The tug of war continues between the denialists of President Obama’s eligibility for office and their opponents over the  role of Emmerich de Vattel, Swiss jurist and author of The Law of Nations (short English title of the French work) — one side attempting to drag him into obscurity and the other literally making him a god.

Vattel was an influential writer on international law, and his work highly respected at the time the United States came into being. The debate should, in my opinion, be focused on the narrow question of how influential Vattel was on the subject of citizenship, and what he said on that topic. Evidence of such influence is generally lacking.

The denialists have of late cited the work of Arthur Nussbaum, A Concise History of the Law of Nations, making a claim:

Vattel was by far the most quoted legal source in pleadings in American cases, by almost a factor of 4, between 1790 and 1820. (Nussbaums Concise History of the Law of Nations, 1962).

I was able to obtain a copy of the 1954 edition and used it to research the claim and to look more broadly on the question of Vattel’s influence on our topic of interest.

I hit the index and found that in this 362 page book, Vattel is mentioned only on pages 156-164. I got rather a chuckle as I read one quote (p 158) from Vattel in particular:

by my birth I am a friend of all nations

something one could almost hear the internationally-minded Barack Obama say.

Nussbaum is not all that enamored by Vattel, writing:

The weakness of Vattel’s reasoning was aggravated by his lack of legal training.
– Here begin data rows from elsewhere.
//! Placing standoff entities and deriving entity contents.

use super::{ImportContext, ImportWarning, PendingStandoff};
use crate::error::{AnnotatorError, Result};
use crate::offset::{text_node_at_offset, Bias};
use crate::tagger::insert_boundary_tags;
use crate::text::title_from_content;
use crate::tree::{Position, TextRange, Tree};
use crate::types::TextAnchor;

/// Insert the fragments of every standoff entity.
///
/// An entity that cannot be placed stays registered without fragments
/// and is reported.
pub(super) fn anchor_standoff(ctx: &mut ImportContext<'_>, tree: &mut Tree) {
    for pending in std::mem::take(&mut ctx.standoff) {
        if let Err(err) = anchor_one(ctx, tree, &pending) {
            ctx.warn(ImportWarning::AnchoringFailed {
                entity_id: pending.entity_id.clone(),
                reason: err.to_string(),
            });
        }
    }
}

fn anchor_one(ctx: &ImportContext<'_>, tree: &mut Tree, pending: &PendingStandoff) -> Result<()> {
    let locate = |anchor: &TextAnchor, bias: Bias| -> Result<Position> {
        let parent = tree
            .find_by_id(&anchor.struct_id)
            .ok_or_else(|| AnnotatorError::UnknownId(anchor.struct_id.clone()))?;
        text_node_at_offset(tree, parent, anchor.offset, bias)
            .ok_or_else(|| AnnotatorError::InvalidRange(format!("offset {} past the end of {}", anchor.offset, anchor.xpath)))
    };
    let start = locate(&pending.start, Bias::Start)?;
    let end = locate(&pending.end, Bias::End)?;
    insert_boundary_tags(
        tree,
        &pending.entity_id,
        pending.kind,
        TextRange::new(start, end),
        ctx.kinds.containment(pending.kind),
        ctx.schema.parent_tag_for(pending.kind),
    )?;
    Ok(())
}

/// Content and title of every entity, from its fragments or its details.
pub(super) fn compute_contents(ctx: &mut ImportContext<'_>, tree: &Tree) {
    let kinds = ctx.kinds;
    for id in ctx.document.entity_ids() {
        let Some(entity) = ctx.document.entity_mut(&id) else {
            continue;
        };
        let Some(handler) = kinds.get(entity.kind) else {
            continue;
        };
        entity.content = handler.content(&entity.info.details, &tree.entity_text(&id));
        entity.title = title_from_content(&entity.content);
    }
}
use resxkit::{
    CultureKey, EntityIdentity, Error, ProjectFile, ResourceContext, ResourceEntity,
    TranslationState,
};
use std::fs;
use std::path::Path;
use tempfile::tempdir;

fn resx(entries: &[(&str, &str)]) -> String {
    let mut out = String::from("<?xml version=\"1.0\" encoding=\"utf-8\"?>\n<root>\n");
    for (key, value) in entries {
        out.push_str(&format!(
            "  <data name=\"{}\" xml:space=\"preserve\">\n    <value>{}</value>\n  </data>\n",
            key, value
        ));
    }
    out.push_str("</root>\n");
    out
}

fn write(root: &Path, name: &str, content: &str) -> ProjectFile {
    let path = root.join(name);
    fs::write(&path, content).unwrap();
    ProjectFile::new(path, "App", name)
}

fn identity() -> EntityIdentity {
    EntityIdentity::new("App", "Strings", "")
}

fn german() -> CultureKey {
    CultureKey::parse("de").unwrap()
}

fn keys(entity: &ResourceEntity) -> Vec<&str> {
    entity.entries().map(|e| e.key()).collect()
}

#[test]
fn test_update_keeps_surviving_entry_ids() {
    let dir = tempdir().unwrap();
    let neutral = write(
        dir.path(),
        "Strings.resx",
        &resx(&[("A", "a"), ("B", "b"), ("C", "c")]),
    );
    let mut entity = ResourceEntity::load(
        identity(),
        ResourceContext::default(),
        vec![(neutral.clone(), CultureKey::Neutral)],
    )
    .unwrap();
    let id_a = entity.entry_by_key("A").unwrap().id();
    let id_c = entity.entry_by_key("C").unwrap().id();

    fs::write(
        neutral.file_path(),
        resx(&[("A", "a"), ("C", "c2"), ("D", "d")]),
    )
    .unwrap();
    let changed = entity
        .update(vec![(neutral, CultureKey::Neutral)])
        .unwrap();

    assert!(changed);
    assert_eq!(keys(&entity), vec!["A", "C", "D"]);
    assert_eq!(entity.entry_by_key("A").unwrap().id(), id_a);
    assert_eq!(entity.entry_by_key("C").unwrap().id(), id_c);
    assert_eq!(
        entity.entry(id_c).unwrap().value(&CultureKey::Neutral),
        Some("c2")
    );
}

#[test]
fn test_unchanged_update_is_a_no_op() {
    let dir = tempdir().unwrap();
    let neutral = write(dir.path(), "Strings.resx", &resx(&[("A", "a")]));
    let mut entity = ResourceEntity::load(
        identity(),
        ResourceContext::default(),
        vec![(neutral.clone(), CultureKey::Neutral)],
    )
    .unwrap();
    entity.take_changes();

    assert!(!entity.update(vec![(neutral, CultureKey::Neutral)]).unwrap());
    assert!(entity.take_changes().is_empty());
}

#[test]
fn test_index_move_reorders_neutral_file() {
    let dir = tempdir().unwrap();
    let neutral = write(
        dir.path(),
        "Strings.resx",
        &resx(&[("A", "a"), ("B", "b"), ("C", "c")]),
    );
    let mut entity = ResourceEntity::load(
        identity(),
        ResourceContext::default(),
        vec![(neutral.clone(), CultureKey::Neutral)],
    )
    .unwrap();

    let id_c = entity.entry_by_key("C").unwrap().id();
    entity.set_index(id_c, 0.5).unwrap();
    assert_eq!(keys(&entity), vec!["A", "C", "B"]);
    let indices: Vec<f64> = entity.entries().map(|e| e.index()).collect();
    assert_eq!(indices, vec![0.0, 1.0, 2.0]);

    entity.save().unwrap();
    let text = fs::read_to_string(neutral.file_path()).unwrap();
    let a = text.find("name=\"A\"").unwrap();
    let b = text.find("name=\"B\"").unwrap();
    let c = text.find("name=\"C\"").unwrap();
    assert!(a < c && c < b);
}

#[test]
fn test_add_and_remove_entries() {
    let dir = tempdir().unwrap();
    let files = vec![
        (write(dir.path(), "Strings.resx", &resx(&[("A", "a")])), CultureKey::Neutral),
        (write(dir.path(), "Strings.de.resx", &resx(&[("A", "ä")])), german()),
    ];
    let mut entity = ResourceEntity::load(identity(), ResourceContext::default(), files).unwrap();

    let id = entity.add("New").unwrap().unwrap();
    assert_eq!(entity.entry(id).unwrap().index(), 1.0);
    assert_eq!(
        entity.entry(id).unwrap().value(&CultureKey::Neutral),
        Some("")
    );
    assert!(entity.add("A").is_err());

    let id_a = entity.entry_by_key("A").unwrap().id();
    assert!(entity.remove(id_a).unwrap());
    assert!(!entity.language(&german()).unwrap().contains_key("A"));
    assert_eq!(keys(&entity), vec!["New"]);
}

#[test]
fn test_edit_gate_rejects_without_partial_effect() {
    let dir = tempdir().unwrap();
    let files = vec![
        (write(dir.path(), "Strings.resx", &resx(&[("A", "a")])), CultureKey::Neutral),
        (write(dir.path(), "Strings.de.resx", &resx(&[("A", "ä")])), german()),
    ];
    let context = ResourceContext::default().with_edit_gate(
        |_: &EntityIdentity, culture: &CultureKey| !culture.same_language(&german()),
    );
    let mut entity = ResourceEntity::load(identity(), context, files).unwrap();
    let id = entity.entry_by_key("A").unwrap().id();

    let error = entity.set_value(id, &german(), Some("neu")).unwrap_err();
    assert!(error.is_edit_rejected());
    assert_eq!(entity.entry(id).unwrap().value(&german()), Some("ä"));

    assert!(entity.remove(id).unwrap_err().is_edit_rejected());
    assert!(entity.language(&CultureKey::Neutral).unwrap().contains_key("A"));

    let message = entity.rename_entry(id, "B").unwrap_err();
    assert_eq!(entity.entry(id).unwrap().validation_message(), Some(message.as_str()));
    assert_eq!(entity.entry(id).unwrap().key(), "A");
    assert!(!entity.has_changes());

    assert!(entity.set_value(id, &CultureKey::Neutral, Some("b")).unwrap());
    assert!(entity.has_changes());
}

#[test]
fn test_rename_collision_sets_validation_message() {
    let dir = tempdir().unwrap();
    let files = vec![(
        write(dir.path(), "Strings.resx", &resx(&[("A", "a"), ("B", "b")])),
        CultureKey::Neutral,
    )];
    let mut entity = ResourceEntity::load(identity(), ResourceContext::default(), files).unwrap();
    let id = entity.entry_by_key("A").unwrap().id();

    assert!(entity.rename_entry(id, "B").is_err());
    assert!(entity.entry(id).unwrap().validation_message().is_some());

    entity.rename_entry(id, "Renamed").unwrap();
    let entry = entity.entry(id).unwrap();
    assert_eq!(entry.key(), "Renamed");
    assert_eq!(entry.validation_message(), None);
    assert_eq!(entry.value(&CultureKey::Neutral), Some("a"));
}

#[test]
fn test_comment_tokens_round_trip() {
    let dir = tempdir().unwrap();
    let content = resx_with_comment("A", "Hello:", "Shown on the  start page");
    let neutral = write(dir.path(), "Strings.resx", &content);
    let mut entity = ResourceEntity::load(
        identity(),
        ResourceContext::default(),
        vec![(neutral.clone(), CultureKey::Neutral)],
    )
    .unwrap();
    let id = entity.entry_by_key("A").unwrap().id();

    entity.set_rule_muted(id, "PunctuationTail", true).unwrap();
    entity
        .set_translation_state(id, &CultureKey::Neutral, Some(TranslationState::Approved))
        .unwrap();
    entity.save().unwrap();

    let reloaded = ResourceEntity::load(
        identity(),
        ResourceContext::default(),
        vec![(neutral, CultureKey::Neutral)],
    )
    .unwrap();
    let entry = reloaded.entry_by_key("A").unwrap();
    assert!(entry.is_rule_muted("PunctuationTail"));
    assert_eq!(
        entry.translation_state(&CultureKey::Neutral),
        Some(TranslationState::Approved)
    );
    assert_eq!(
        entry.comment(&CultureKey::Neutral),
        Some("Shown on the  start page")
    );
}

#[test]
fn test_rule_failures_follow_edits() {
    let dir = tempdir().unwrap();
    let files = vec![
        (write(dir.path(), "Strings.resx", &resx(&[("A", "Hello:")])), CultureKey::Neutral),
        (write(dir.path(), "Strings.de.resx", &resx(&[("A", "Hallo.")])), german()),
    ];
    let mut entity = ResourceEntity::load(identity(), ResourceContext::default(), files).unwrap();
    let id = entity.entry_by_key("A").unwrap().id();

    let failure = entity.entry(id).unwrap().rule_failure(&german()).unwrap().to_string();
    assert!(failure.contains("\":\""));

    entity.set_value(id, &german(), Some("Hallo:")).unwrap();
    assert!(!entity.entry(id).unwrap().has_rule_failures());

    entity.set_value(id, &german(), Some("Hallo!")).unwrap();
    assert!(entity.entry(id).unwrap().has_rule_failures());
    entity.set_rule_muted(id, "PunctuationTail", true).unwrap();
    assert!(!entity.entry(id).unwrap().has_rule_failures());
}

#[test]
fn test_add_language_creates_file() {
    let dir = tempdir().unwrap();
    let files = vec![(
        write(dir.path(), "Strings.resx", &resx(&[("A", "a")])),
        CultureKey::Neutral,
    )];
    let mut entity = ResourceEntity::load(identity(), ResourceContext::default(), files).unwrap();

    let french = CultureKey::parse("fr-FR").unwrap();
    entity.add_language(french.clone()).unwrap();
    assert!(dir.path().join("Strings.fr-FR.resx").exists());
    assert_eq!(entity.cultures().count(), 2);

    let id = entity.entry_by_key("A").unwrap().id();
    entity.set_value(id, &french, Some("à")).unwrap();
    entity.save().unwrap();
    let text = fs::read_to_string(dir.path().join("Strings.fr-FR.resx")).unwrap();
    assert!(text.contains("<value>à</value>"));
}

#[test]
fn test_designer_regeneration_keeps_comments() {
    let dir = tempdir().unwrap();
    let neutral = write(
        dir.path(),
        "Form1.resx",
        &resx_with_comment("Title", "x", "keep me"),
    )
    .with_winforms_designer_resource(true);
    let mut entity = ResourceEntity::load(
        EntityIdentity::new("App", "Form1", ""),
        ResourceContext::default(),
        vec![(neutral.clone(), CultureKey::Neutral)],
    )
    .unwrap();

    fs::write(neutral.file_path(), resx(&[("Title", "y")])).unwrap();
    assert!(entity.update(vec![(neutral, CultureKey::Neutral)]).unwrap());

    let entry = entity.entry_by_key("Title").unwrap();
    assert_eq!(entry.value(&CultureKey::Neutral), Some("y"));
    assert_eq!(entry.comment(&CultureKey::Neutral), Some("keep me"));
}

#[test]
fn test_regenerated_plain_file_drops_comments() {
    let dir = tempdir().unwrap();
    let neutral = write(
        dir.path(),
        "Strings.resx",
        &resx_with_comment("Title", "x", "keep me"),
    );
    let mut entity = ResourceEntity::load(
        identity(),
        ResourceContext::default(),
        vec![(neutral.clone(), CultureKey::Neutral)],
    )
    .unwrap();

    fs::write(neutral.file_path(), resx(&[("Title", "y")])).unwrap();
    entity.update(vec![(neutral, CultureKey::Neutral)]).unwrap();

    let entry = entity.entry_by_key("Title").unwrap();
    assert_eq!(entry.comment(&CultureKey::Neutral), None);
}

#[test]
fn test_failed_save_keeps_changes_and_reports_path() {
    let dir = tempdir().unwrap();
    let neutral = write(dir.path(), "Strings.resx", &resx(&[("A", "a")]));
    let mut entity = ResourceEntity::load(
        identity(),
        ResourceContext::default(),
        vec![(neutral.clone(), CultureKey::Neutral)],
    )
    .unwrap();
    let id = entity.entry_by_key("A").unwrap().id();
    entity.set_value(id, &CultureKey::Neutral, Some("b")).unwrap();

    fs::remove_file(neutral.file_path()).unwrap();
    fs::create_dir(neutral.file_path()).unwrap();

    match entity.save() {
        Err(Error::Save { path, .. }) => assert_eq!(path, neutral.file_path()),
        other => panic!("expected a save error, got {:?}", other),
    }
    assert!(entity.has_changes());
}

fn resx_with_comment(key: &str, value: &str, comment: &str) -> String {
    indoc::formatdoc! {r#"
        <?xml version="1.0" encoding="utf-8"?>
        <root>
          <data name="{key}" xml:space="preserve">
            <value>{value}</value>
            <comment>{comment}</comment>
          </data>
        </root>
    "#}
}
His diplomatic experience, not very extensive when he wrote the book [The Law of Nations], nevertheless furnished one of its more valuable features, but was inadequate for the task undertaken. This task required a familiarity with juristic methods and literature which he did not possess. It is probable that the defects of Vattel’s training are primarily responsible for the striking ambiguity of his formulas and for the inconsistency of many of his conclusions. [p 159]

In a matter closer at hand, Nussbaum wrote:

In a case involving the confiscation of enemy property, decided in 1814 by the Supreme Court of the United States, Vattel’s position was relied upon in the majority opinion written by Chief Justice Marshall, as well as in the minority opinion written by Mr. Justice Story. Interestingly enough the latter — well known as an eminent legal scholar — questioned the existence of the custom alleged by Vattel, as well as Vattel’s qualification as a jurist.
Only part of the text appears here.